In an eye-opening interview with Miguel Angel Caraballo, Technical Director at Triple E, we discover the main electronic safety challenges facing the railway sector today. As the digitisation process is completed, integration into complex systems becomes essential without compromising safety and reliability. Caraballo provides an insight into an ever-evolving world, where the ability to adapt and generate unprecedented information plays a crucial role. He also shares exciting insights into emerging trends in electronic railway safety, such as real-time digitisation and optimisation of preventive maintenance. What key technologies are used to strengthen safety in railway systems? What will the bright future of electronic railway safety be? Dive into this interview and discover how the railway industry is adapting and preparing for the demands of the future!
Railway commitment to safety and reliability
What are the main electronic safety challenges in the railway sector today?
In the new on-board systems we are developing, we will complete the digitalisation process in which all sectors are involved. The main challenge today is to integrate into complex interlinked systems without compromising safety and reliability. The entire evolution from analogue environments to digital solutions entails a capacity for adaptation and the generation of unprecedented information. The great challenge is to ensure that safety is not compromised in any of its conceptions: Ensure the reliability of the system by guaranteeing protection against intrusion or external distortion and also ensure the continuity of the railway equipment during its lifetime.
Emerging trends and technologies in railway safety
What emerging trends do you see in the field of electronic railway safety and how do you think they will impact the future?
Digitisation will result in unprecedented levels of real-time information. Electronic safety solutions are interconnected and interlinked with real-time monitoring as well as remote access from the control station. The processing of all the information will enable the optimisation of preventive maintenance, which will result in the avoidance of future accidents by anticipating corrective measures, as well as enabling a more efficient adjustment of the periods between preventive maintenance. First and foremost it will result in passenger safety, but also in the optimisation of maintenance tasks which will enhance overall safety and the extra costs generated by all corrective actions.
What are the key technologies currently being used to reinforce safety in railway systems?
To reiterate the previous point, all technologies that guarantee reliability and prevent unwanted situations from occurring. When we talk about digitisation, we are directly talking about software, which implies development processes where software quality plays a key role. This is what leads to SIL2 certifications as well as, in terms of hardware, reducing the dangerous failure rate to near-zero thanks to redundancy and self-diagnostic systems. In the equipment we develop with on-board electronics we must aim for robustness, where reliability and quality of the software plays a key role, as well as guaranteeing the highest levels of cybersecurity. This is achieved thanks to the latest technology in embedded systems that allow the highest safety standards to be applied with the flexibility provided by a standard operating system such as Linux.

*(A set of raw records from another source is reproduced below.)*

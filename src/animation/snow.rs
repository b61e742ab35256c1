use rand::RngExt;
use rand::rngs::SmallRng;
use rand::seq::IndexedRandom;
use std::f32::consts::TAU;

use crate::render::{Canvas, Viewport, rgb, scale_color};
use crate::scene::ground::{GroundSurface, REFERENCE_FRAME};
use crate::weather::Wind;

pub const FLAKE_COUNT: usize = 100;
const SIDE_MARGIN: f32 = 20.0;

#[derive(Debug, Clone, Copy, PartialEq, Eq)]
pub enum FlakeKind {
    Star,
    Crystal,
    Round,
}

#[derive(Debug, Clone)]
pub struct Snowflake {
    pub x: f32,
    pub y: f32,
    pub size: f32,
    pub speed: f32,
    pub swing: f32,
    pub swing_speed: f32,
    pub rotation: f32,
    pub rotation_speed: f32,
    pub kind: FlakeKind,
    pub opacity: f32,
}

impl Snowflake {
    fn spawn(rng: &mut SmallRng, x: f32, y: f32) -> Self {
        Self {
            x,
            y,
            size: rng.random_range(2.0..8.0),
            speed: rng.random_range(0.5..2.5),
            swing: rng.random_range(0.0..TAU),
            swing_speed: rng.random_range(0.01..0.03),
            rotation: rng.random_range(0.0..TAU),
            rotation_speed: rng.random_range(-0.025..0.025),
            kind: [FlakeKind::Star, FlakeKind::Crystal, FlakeKind::Round]
                .choose(rng)
                .copied()
                .unwrap_or(FlakeKind::Round),
            opacity: rng.random_range(0.6..1.0),
        }
    }

    fn glyph(&self) -> char {
        // six-fold symmetry: three distinct orientations are enough
        let turn = (self.rotation.rem_euclid(TAU / 2.0) / (TAU / 6.0)) as usize;
        match self.kind {
            FlakeKind::Star => ['*', '✻', '✼'][turn.min(2)],
            FlakeKind::Crystal => ['❄', '❅', '❆'][turn.min(2)],
            FlakeKind::Round if self.size > 5.0 => '•',
            FlakeKind::Round => '·',
        }
    }
}

pub struct SnowSystem {
    flakes: Vec<Snowflake>,
    viewport: Viewport,
}

impl SnowSystem {
    pub fn new(viewport: Viewport, rng: &mut SmallRng) -> Self {
        let flakes = (0..FLAKE_COUNT)
            .map(|_| {
                let x = rng.random::<f32>() * viewport.width;
                let y = rng.random::<f32>() * viewport.height * 0.8;
                Snowflake::spawn(rng, x, y)
            })
            .collect();
        Self { flakes, viewport }
    }

    pub fn flakes(&self) -> &[Snowflake] {
        &self.flakes
    }

    pub fn flakes_mut(&mut self) -> &mut [Snowflake] {
        &mut self.flakes
    }

    /// Moves every flake and recycles those that reached the ground.
    ///
    /// Landing is tested against the local ground height when a ground is
    /// present, otherwise against the bottom of the viewport. Returns how
    /// many flakes landed on the ground this frame.
    pub fn update(
        &mut self,
        dt: f32,
        wind: Wind,
        wind_speed_kmh: f32,
        ground: Option<&GroundSurface>,
        rng: &mut SmallRng,
    ) -> usize {
        let frames = dt / REFERENCE_FRAME;
        let (width, height) = (self.viewport.width, self.viewport.height);
        let mut hits = 0;

        for flake in &mut self.flakes {
            flake.y += flake.speed * frames;
            flake.swing += flake.swing_speed * frames;
            flake.x += (flake.swing.sin() * 0.5 + wind.x * wind_speed_kmh * 0.08) * frames;
            flake.rotation += flake.rotation_speed * frames;

            if flake.x < -SIDE_MARGIN {
                flake.x += width + SIDE_MARGIN * 2.0;
            } else if flake.x > width + SIDE_MARGIN {
                flake.x -= width + SIDE_MARGIN * 2.0;
            }

            let landing_y = match ground {
                Some(ground) => ground.ground_y_at(flake.x),
                None => height + flake.size,
            };
            if flake.y >= landing_y {
                if ground.is_some() {
                    hits += 1;
                }
                let x = rng.random::<f32>() * width;
                let y = -rng.random_range(4.0..40.0);
                *flake = Snowflake::spawn(rng, x, y);
            }
        }

        hits
    }

    pub fn render(&self, canvas: &mut Canvas) {
        for flake in &self.flakes {
            canvas.plot(
                flake.x,
                flake.y,
                flake.glyph(),
                scale_color(rgb(255, 255, 255), flake.opacity),
            );
        }
    }
}
pub mod condition;
pub mod wind;

pub use condition::{Precipitation, SkyCover, WeatherCondition, WeatherConditions};
pub use wind::{Wind, WindField};
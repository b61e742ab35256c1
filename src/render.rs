use crossterm::{
    cursor, execute, queue,
    style::{Color, Print, ResetColor, SetBackgroundColor, SetForegroundColor},
    terminal::{self, ClearType},
};
use std::io::{self, IsTerminal, Stdout, Write};

/// Width of one terminal cell in virtual pixels.
pub const CELL_W: f32 = 8.0;
/// Height of one terminal cell in virtual pixels.
pub const CELL_H: f32 = 16.0;

#[derive(Debug, Clone, Copy, PartialEq)]
pub struct Viewport {
    pub width: f32,
    pub height: f32,
}

impl Viewport {
    pub fn new(width: f32, height: f32) -> Self {
        Self { width, height }
    }

    pub fn from_cells(cols: u16, rows: u16) -> Self {
        Self {
            width: cols as f32 * CELL_W,
            height: rows as f32 * CELL_H,
        }
    }
}

#[derive(Debug, Clone, Copy, PartialEq)]
pub struct Cell {
    pub ch: char,
    pub fg: Color,
    pub bg: Color,
}

impl Default for Cell {
    fn default() -> Self {
        Self {
            ch: ' ',
            fg: Color::White,
            bg: Color::Black,
        }
    }
}

/// Back buffer every scene stage draws into.
///
/// Callers work in virtual pixels through [`Canvas::plot`] or in cells
/// through [`Canvas::put`]; anything outside the grid is dropped.
pub struct Canvas {
    cols: u16,
    rows: u16,
    cells: Vec<Cell>,
}

impl Canvas {
    pub fn new(cols: u16, rows: u16) -> Self {
        Self {
            cols,
            rows,
            cells: vec![Cell::default(); cols as usize * rows as usize],
        }
    }

    pub fn size(&self) -> (u16, u16) {
        (self.cols, self.rows)
    }

    pub fn viewport(&self) -> Viewport {
        Viewport::from_cells(self.cols, self.rows)
    }

    pub fn resize(&mut self, cols: u16, rows: u16) {
        self.cols = cols;
        self.rows = rows;
        self.cells = vec![Cell::default(); cols as usize * rows as usize];
    }

    pub fn clear(&mut self) {
        self.cells.fill(Cell::default());
    }

    fn index(&self, col: i32, row: i32) -> Option<usize> {
        if col < 0 || row < 0 || col >= self.cols as i32 || row >= self.rows as i32 {
            return None;
        }
        Some(row as usize * self.cols as usize + col as usize)
    }

    pub fn cell(&self, col: u16, row: u16) -> Option<&Cell> {
        self.index(col as i32, row as i32).map(|i| &self.cells[i])
    }

    pub fn put(&mut self, col: i32, row: i32, ch: char, fg: Color) {
        if let Some(i) = self.index(col, row) {
            self.cells[i].ch = ch;
            self.cells[i].fg = fg;
        }
    }

    pub fn set_bg(&mut self, col: i32, row: i32, bg: Color) {
        if let Some(i) = self.index(col, row) {
            self.cells[i].bg = bg;
        }
    }

    /// Fills a cell completely: glyph, foreground and background.
    pub fn fill(&mut self, col: i32, row: i32, ch: char, fg: Color, bg: Color) {
        if let Some(i) = self.index(col, row) {
            self.cells[i] = Cell { ch, fg, bg };
        }
    }

    /// Multiplies both colors of a cell by `factor` (RGB colors only).
    pub fn shade(&mut self, col: i32, row: i32, factor: f32) {
        if let Some(i) = self.index(col, row) {
            let cell = &mut self.cells[i];
            cell.fg = scale_color(cell.fg, factor);
            cell.bg = scale_color(cell.bg, factor);
        }
    }

    pub fn plot(&mut self, x: f32, y: f32, ch: char, fg: Color) {
        let (col, row) = to_cell(x, y);
        self.put(col, row, ch, fg);
    }
}

pub fn to_cell(x: f32, y: f32) -> (i32, i32) {
    ((x / CELL_W).floor() as i32, (y / CELL_H).floor() as i32)
}

/// Pixel coordinates of a cell's center.
pub fn cell_center(col: u16, row: u16) -> (f32, f32) {
    (
        (col as f32 + 0.5) * CELL_W,
        (row as f32 + 0.5) * CELL_H,
    )
}

pub fn rgb(r: u8, g: u8, b: u8) -> Color {
    Color::Rgb { r, g, b }
}

pub fn scale_color(color: Color, factor: f32) -> Color {
    match color {
        Color::Rgb { r, g, b } => {
            let f = factor.clamp(0.0, 2.0);
            let s = |c: u8| (c as f32 * f).round().clamp(0.0, 255.0) as u8;
            Color::Rgb {
                r: s(r),
                g: s(g),
                b: s(b),
            }
        }
        other => other,
    }
}

/// Linear blend between two RGB colors; non-RGB inputs return `a`.
pub fn lerp_color(a: Color, b: Color, t: f32) -> Color {
    match (a, b) {
        (Color::Rgb { r: r1, g: g1, b: b1 }, Color::Rgb { r: r2, g: g2, b: b2 }) => {
            let t = t.clamp(0.0, 1.0);
            let m = |x: u8, y: u8| (x as f32 + (y as f32 - x as f32) * t).round() as u8;
            Color::Rgb {
                r: m(r1, r2),
                g: m(g1, g2),
                b: m(b1, b2),
            }
        }
        _ => a,
    }
}

/// Samples a multi-stop gradient at `t` in `[0, 1]`.
pub fn gradient(stops: &[(f32, Color)], t: f32) -> Color {
    let t = t.clamp(0.0, 1.0);
    match stops {
        [] => Color::Black,
        [only] => only.1,
        _ => {
            for pair in stops.windows(2) {
                let (t0, c0) = pair[0];
                let (t1, c1) = pair[1];
                if t <= t1 {
                    let span = (t1 - t0).max(f32::EPSILON);
                    return lerp_color(c0, c1, (t - t0) / span);
                }
            }
            stops[stops.len() - 1].1
        }
    }
}

pub struct TerminalRenderer {
    stdout: Stdout,
    canvas: Canvas,
}

impl TerminalRenderer {
    /// Returns `None` when stdout is not attached to a terminal.
    pub fn new() -> io::Result<Option<Self>> {
        let stdout = io::stdout();
        if !stdout.is_terminal() {
            return Ok(None);
        }
        let (cols, rows) = terminal::size()?;
        Ok(Some(Self {
            stdout,
            canvas: Canvas::new(cols, rows),
        }))
    }

    pub fn init(&mut self) -> io::Result<()> {
        terminal::enable_raw_mode()?;
        execute!(
            self.stdout,
            terminal::EnterAlternateScreen,
            cursor::Hide,
            terminal::Clear(ClearType::All)
        )
    }

    pub fn cleanup(&mut self) -> io::Result<()> {
        execute!(
            self.stdout,
            ResetColor,
            cursor::Show,
            terminal::LeaveAlternateScreen
        )?;
        terminal::disable_raw_mode()
    }

    pub fn get_size(&self) -> (u16, u16) {
        self.canvas.size()
    }

    pub fn manual_resize(&mut self, cols: u16, rows: u16) -> io::Result<()> {
        self.canvas.resize(cols, rows);
        execute!(self.stdout, terminal::Clear(ClearType::All))
    }

    pub fn canvas_mut(&mut self) -> &mut Canvas {
        &mut self.canvas
    }

    pub fn flush(&mut self) -> io::Result<()> {
        let (cols, rows) = self.canvas.size();
        let mut fg = None;
        let mut bg = None;
        for row in 0..rows {
            queue!(self.stdout, cursor::MoveTo(0, row))?;
            for col in 0..cols {
                let Some(cell) = self.canvas.cell(col, row).copied() else {
                    continue;
                };
                if fg != Some(cell.fg) {
                    queue!(self.stdout, SetForegroundColor(cell.fg))?;
                    fg = Some(cell.fg);
                }
                if bg != Some(cell.bg) {
                    queue!(self.stdout, SetBackgroundColor(cell.bg))?;
                    bg = Some(cell.bg);
                }
                queue!(self.stdout, Print(cell.ch))?;
            }
        }
        self.stdout.flush()
    }
}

The future of electronic railway safety
What is the future of electronic railway safety and what developments do you expect to see in the coming years?
Railway assets have a very long service life; therefore solutions must be resilient and provide the highest reliability and availability. We must design for flexibility and long service life, with architectures developed for maximum customisation to meet current and future demands, such as artificial intelligence, deep learning and/or edge computing in a cyber-safe manner. Adaptability will be key. Nothing like the technologies that remained unchanged over the years of the rolling stock’s service life. We must know how to combine the robustness that has traditionally been offered with a capacity for unprecedented adaptability and scalability required by information technologies.